**Task prompt**
Your answer should contain every line of the records, transcribed word for word.
──────── Records
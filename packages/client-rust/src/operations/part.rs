//! Part master lookups.

use datasource_core::wire::json::{OutputDecoder, RowDecoder};
use datasource_core::{Column, DataSourceKey, ParseFault, RowReader};
use serde::{Deserialize, Serialize};
use serde_json::{Map, Value as Json};

use crate::datasource::Shape;

// ---------------------------------------------------------------------------
// Part_Name_Output_Get
// ---------------------------------------------------------------------------

/// Resolve a part key to its name, returned as an output parameter.
#[derive(Debug, Clone, Copy, Default)]
pub struct PartNameOutputGet;

impl PartNameOutputGet {
    pub const KEY: DataSourceKey = DataSourceKey(721);
}

#[derive(Debug, Clone, Default, PartialEq, Eq, Serialize, Deserialize)]
pub struct PartKeyInputs {
    #[serde(rename = "Part_Key")]
    pub part_key: i32,
}

#[derive(Debug, Clone, Default, PartialEq, Eq)]
pub struct PartNameOutputs {
    pub name: Option<String>,
}

impl PartNameOutputs {
    const NAME: Column = Column::new(0, "Name");

    fn decode(outputs: &Map<String, Json>) -> Result<Self, ParseFault> {
        Ok(Self {
            name: RowReader::Named(outputs).string(&Self::NAME)?,
        })
    }
}

impl Shape for PartNameOutputGet {
    type Inputs = PartKeyInputs;
    type Output = PartNameOutputs;
    type Row = ();

    fn key(&self) -> DataSourceKey {
        Self::KEY
    }

    fn output_decoder() -> Option<OutputDecoder<PartNameOutputs>> {
        Some(PartNameOutputs::decode)
    }
}

// ---------------------------------------------------------------------------
// Parts_Picker_Get2
// ---------------------------------------------------------------------------

/// Search parts by part number.
#[derive(Debug, Clone, Copy, Default)]
pub struct PartsPickerGet2;

impl PartsPickerGet2 {
    pub const KEY: DataSourceKey = DataSourceKey(1791);
}

#[derive(Debug, Clone, Default, PartialEq, Eq, Serialize, Deserialize)]
pub struct PartNoInputs {
    #[serde(rename = "Part_No")]
    pub part_no: String,
}

#[derive(Debug, Clone, Default, PartialEq, Eq)]
pub struct PartPickerRow {
    pub part_key: Option<i32>,
    pub part_no_revision: Option<String>,
    pub name: Option<String>,
    pub part_status: Option<String>,
    pub old_part_no: Option<String>,
}

impl PartPickerRow {
    pub const PART_KEY: Column = Column::new(0, "Part_Key");
    pub const PART_NO_REVISION: Column = Column::new(1, "Part_No_Revision");
    pub const NAME: Column = Column::new(2, "Name");
    pub const PART_STATUS: Column = Column::new(3, "Part_Status");
    pub const OLD_PART_NO: Column = Column::new(4, "Old_Part_No");

    /// # Errors
    ///
    /// Returns `ParseFault` if a present field has the wrong type.
    pub fn decode(reader: RowReader<'_>) -> Result<Option<Self>, ParseFault> {
        if reader.is_empty() {
            return Ok(None);
        }
        Ok(Some(Self {
            part_key: reader.int(&Self::PART_KEY)?,
            part_no_revision: reader.string(&Self::PART_NO_REVISION)?,
            name: reader.string(&Self::NAME)?,
            part_status: reader.string(&Self::PART_STATUS)?,
            old_part_no: reader.string(&Self::OLD_PART_NO)?,
        }))
    }
}

impl Shape for PartsPickerGet2 {
    type Inputs = PartNoInputs;
    type Output = ();
    type Row = PartPickerRow;

    fn key(&self) -> DataSourceKey {
        Self::KEY
    }

    fn row_decoder() -> Option<RowDecoder<PartPickerRow>> {
        Some(PartPickerRow::decode)
    }
}

#[cfg(test)]
mod tests {
    use datasource_core::wire::json::{decode_success, encode_request};
    use datasource_core::WireFormat;

    use super::*;

    const PICKER_RESPONSE: &str = r#"{
        "outputs": {},
        "tables": [
            {
                "columns": ["Part_Key", "Part_No_Revision", "Name", "Part_Status", "Old_Part_No"],
                "rows": [
                    [1859416, "ABC", "ABC Name", "Production", ""],
                    [246334, "ABC-1-A", "Large Stamping", "Production", "OldPart No"]
                ],
                "rowLimitExceeded": false
            }
        ],
        "transactionNo": "3835453"
    }"#;

    #[test]
    fn keys() {
        assert_eq!(PartNameOutputGet.key(), DataSourceKey(721));
        assert_eq!(PartsPickerGet2.key(), DataSourceKey(1791));
    }

    #[test]
    fn part_key_input_json() {
        let inputs = PartKeyInputs { part_key: 1_859_416 };
        assert_eq!(encode_request(&inputs, WireFormat::Named).unwrap(), r#"{"Part_Key":1859416}"#);
        assert_eq!(
            encode_request(&PartNoInputs::default(), WireFormat::Tabular).unwrap(),
            r#"{"inputs":{"Part_No":""}}"#
        );
    }

    #[test]
    fn part_name_from_outputs() {
        let body = r#"{"outputs":{"Name":"Rear Suspension Arm"},"rows":[],"rowLimitExceeded":false,"transactionNo":"3836083"}"#;
        let success = decode_success(
            body,
            PartNameOutputGet::output_decoder(),
            PartNameOutputGet::row_decoder(),
        )
        .unwrap();
        assert_eq!(success.outputs.unwrap().name.as_deref(), Some("Rear Suspension Arm"));
        assert_eq!(success.transaction_no, "3836083");
        assert!(success.table.is_none());
    }

    #[test]
    fn picker_table_with_columns() {
        let success = decode_success(
            PICKER_RESPONSE,
            PartsPickerGet2::output_decoder(),
            PartsPickerGet2::row_decoder(),
        )
        .unwrap();
        assert_eq!(success.transaction_no, "3835453");

        let table = success.table.unwrap();
        assert!(!table.row_limit_exceeded);
        assert_eq!(table.columns.as_ref().map(Vec::len), Some(5));
        assert_eq!(table.columns.as_ref().unwrap()[3], "Part_Status");
        assert_eq!(table.len(), 2);
        assert_eq!(
            table.rows[0],
            PartPickerRow {
                part_key: Some(1_859_416),
                part_no_revision: Some("ABC".to_string()),
                name: Some("ABC Name".to_string()),
                part_status: Some("Production".to_string()),
                old_part_no: Some(String::new()),
            }
        );
        assert_eq!(table.rows[1].old_part_no.as_deref(), Some("OldPart No"));
    }

    #[test]
    fn picker_named_rows() {
        let body = r#"{"rows":[{"Part_Key":1234}],"transactionNo":"1"}"#;
        let success =
            decode_success(body, None::<OutputDecoder<()>>, PartsPickerGet2::row_decoder())
                .unwrap();
        let table = success.table.unwrap();
        assert_eq!(table.rows[0].part_key, Some(1234));
        assert_eq!(table.rows[0].name, None);
        assert_eq!(success.transaction_no, "1");
    }
}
────────────────
**Answer to the exercise**
filename packages/client-rust/src/operations/part.rs
//! Part master lookups.

use datasource_core::wire::json::{OutputDecoder, RowDecoder};
use datasource_core::{Column, DataSourceKey, ParseFault, RowReader};
use serde::{Deserialize, Serialize};
use serde_json::{Map, Value as Json};

use crate::datasource::Shape;

// ---------------------------------------------------------------------------
// Part_Name_Output_Get
// ---------------------------------------------------------------------------

/// Resolve a part key to its name, returned as an output parameter.
#[derive(Debug, Clone, Copy, Default)]
pub struct PartNameOutputGet;

impl PartNameOutputGet {
    pub const KEY: DataSourceKey = DataSourceKey(721);
}

#[derive(Debug, Clone, Default, PartialEq, Eq, Serialize, Deserialize)]
pub struct PartKeyInputs {
    #[serde(rename = "Part_Key")]
    pub part_key: i32,
}

#[derive(Debug, Clone, Default, PartialEq, Eq)]
pub struct PartNameOutputs {
    pub name: Option<String>,
}

impl PartNameOutputs {
    const NAME: Column = Column::new(0, "Name");

    fn decode(outputs: &Map<String, Json>) -> Result<Self, ParseFault> {
        Ok(Self {
            name: RowReader::Named(outputs).string(&Self::NAME)?,
        })
    }
}

impl Shape for PartNameOutputGet {
    type Inputs = PartKeyInputs;
    type Output = PartNameOutputs;
    type Row = ();

    fn key(&self) -> DataSourceKey {
        Self::KEY
    }

    fn output_decoder() -> Option<OutputDecoder<PartNameOutputs>> {
        Some(PartNameOutputs::decode)
    }
}

// ---------------------------------------------------------------------------
// Parts_Picker_Get2
// ---------------------------------------------------------------------------

/// Search parts by part number.
#[derive(Debug, Clone, Copy, Default)]
pub struct PartsPickerGet2;

impl PartsPickerGet2 {
    pub const KEY: DataSourceKey = DataSourceKey(1791);
}

#[derive(Debug, Clone, Default, PartialEq, Eq, Serialize, Deserialize)]
pub struct PartNoInputs {
    #[serde(rename = "Part_No")]
    pub part_no: String,
}

#[derive(Debug, Clone, Default, PartialEq, Eq)]
pub struct PartPickerRow {
    pub part_key: Option<i32>,
    pub part_no_revision: Option<String>,
    pub name: Option<String>,
    pub part_status: Option<String>,
    pub old_part_no: Option<String>,
}

impl PartPickerRow {
    pub const PART_KEY: Column = Column::new(0, "Part_Key");
    pub const PART_NO_REVISION: Column = Column::new(1, "Part_No_Revision");
    pub const NAME: Column = Column::new(2, "Name");
    pub const PART_STATUS: Column = Column::new(3, "Part_Status");
    pub const OLD_PART_NO: Column = Column::new(4, "Old_Part_No");

    /// # Errors
    ///
    /// Returns `ParseFault` if a present field has the wrong type.
    pub fn decode(reader: RowReader<'_>) -> Result<Option<Self>, ParseFault> {
        if reader.is_empty() {
            return Ok(None);
        }
        Ok(Some(Self {
            part_key: reader.int(&Self::PART_KEY)?,
            part_no_revision: reader.string(&Self::PART_NO_REVISION)?,
            name: reader.string(&Self::NAME)?,
            part_status: reader.string(&Self::PART_STATUS)?,
            old_part_no: reader.string(&Self::OLD_PART_NO)?,
        }))
    }
}

impl Shape for PartsPickerGet2 {
    type Inputs = PartNoInputs;
    type Output = ();
    type Row = PartPickerRow;

    fn key(&self) -> DataSourceKey {
        Self::KEY
    }

    fn row_decoder() -> Option<RowDecoder<PartPickerRow>> {
        Some(PartPickerRow::decode)
    }
}

#[cfg(test)]
mod tests {
    use datasource_core::wire::json::{decode_success, encode_request};
    use datasource_core::WireFormat;

    use super::*;

    const PICKER_RESPONSE: &str = r#"{
        "outputs": {},
        "tables": [
            {
                "columns": ["Part_Key", "Part_No_Revision", "Name", "Part_Status", "Old_Part_No"],
                "rows": [
                    [1859416, "ABC", "ABC Name", "Production", ""],
                    [246334, "ABC-1-A", "Large Stamping", "Production", "OldPart No"]
                ],
                "rowLimitExceeded": false
            }
        ],
        "transactionNo": "3835453"
    }"#;

    #[test]
    fn keys() {
        assert_eq!(PartNameOutputGet.key(), DataSourceKey(721));
        assert_eq!(PartsPickerGet2.key(), DataSourceKey(1791));
    }

    #[test]
    fn part_key_input_json() {
        let inputs = PartKeyInputs { part_key: 1_859_416 };
        assert_eq!(encode_request(&inputs, WireFormat::Named).unwrap(), r#"{"Part_Key":1859416}"#);
        assert_eq!(
            encode_request(&PartNoInputs::default(), WireFormat::Tabular).unwrap(),
            r#"{"inputs":{"Part_No":""}}"#
        );
    }

    #[test]
    fn part_name_from_outputs() {
        let body = r#"{"outputs":{"Name":"Rear Suspension Arm"},"rows":[],"rowLimitExceeded":false,"transactionNo":"3836083"}"#;
        let success = decode_success(
            body,
            PartNameOutputGet::output_decoder(),
            PartNameOutputGet::row_decoder(),
        )
        .unwrap();
        assert_eq!(success.outputs.unwrap().name.as_deref(), Some("Rear Suspension Arm"));
        assert_eq!(success.transaction_no, "3836083");
        assert!(success.table.is_none());
    }

    #[test]
    fn picker_table_with_columns() {
        let success = decode_success(
            PICKER_RESPONSE,
            PartsPickerGet2::output_decoder(),
            PartsPickerGet2::row_decoder(),
        )
        .unwrap();
        assert_eq!(success.transaction_no, "3835453");

        let table = success.table.unwrap();
        assert!(!table.row_limit_exceeded);
        assert_eq!(table.columns.as_ref().map(Vec::len), Some(5));
        assert_eq!(table.columns.as_ref().unwrap()[3], "Part_Status");
        assert_eq!(table.len(), 2);
        assert_eq!(
            table.rows[0],
            PartPickerRow {
                part_key: Some(1_859_416),
                part_no_revision: Some("ABC".to_string()),
                name: Some("ABC Name".to_string()),
                part_status: Some("Production".to_string()),
                old_part_no: Some(String::new()),
            }
        );
        assert_eq!(table.rows[1].old_part_no.as_deref(), Some("OldPart No"));
    }

    #[test]
    fn picker_named_rows() {
        let body = r#"{"rows":[{"Part_Key":1234}],"transactionNo":"1"}"#;
        let success =
            decode_success(body, None::<OutputDecoder<()>>, PartsPickerGet2::row_decoder())
                .unwrap();
        let table = success.table.unwrap();
        assert_eq!(table.rows[0].part_key, Some(1234));
        assert_eq!(table.rows[0].name, None);
        assert_eq!(success.transaction_no, "1");
    }
}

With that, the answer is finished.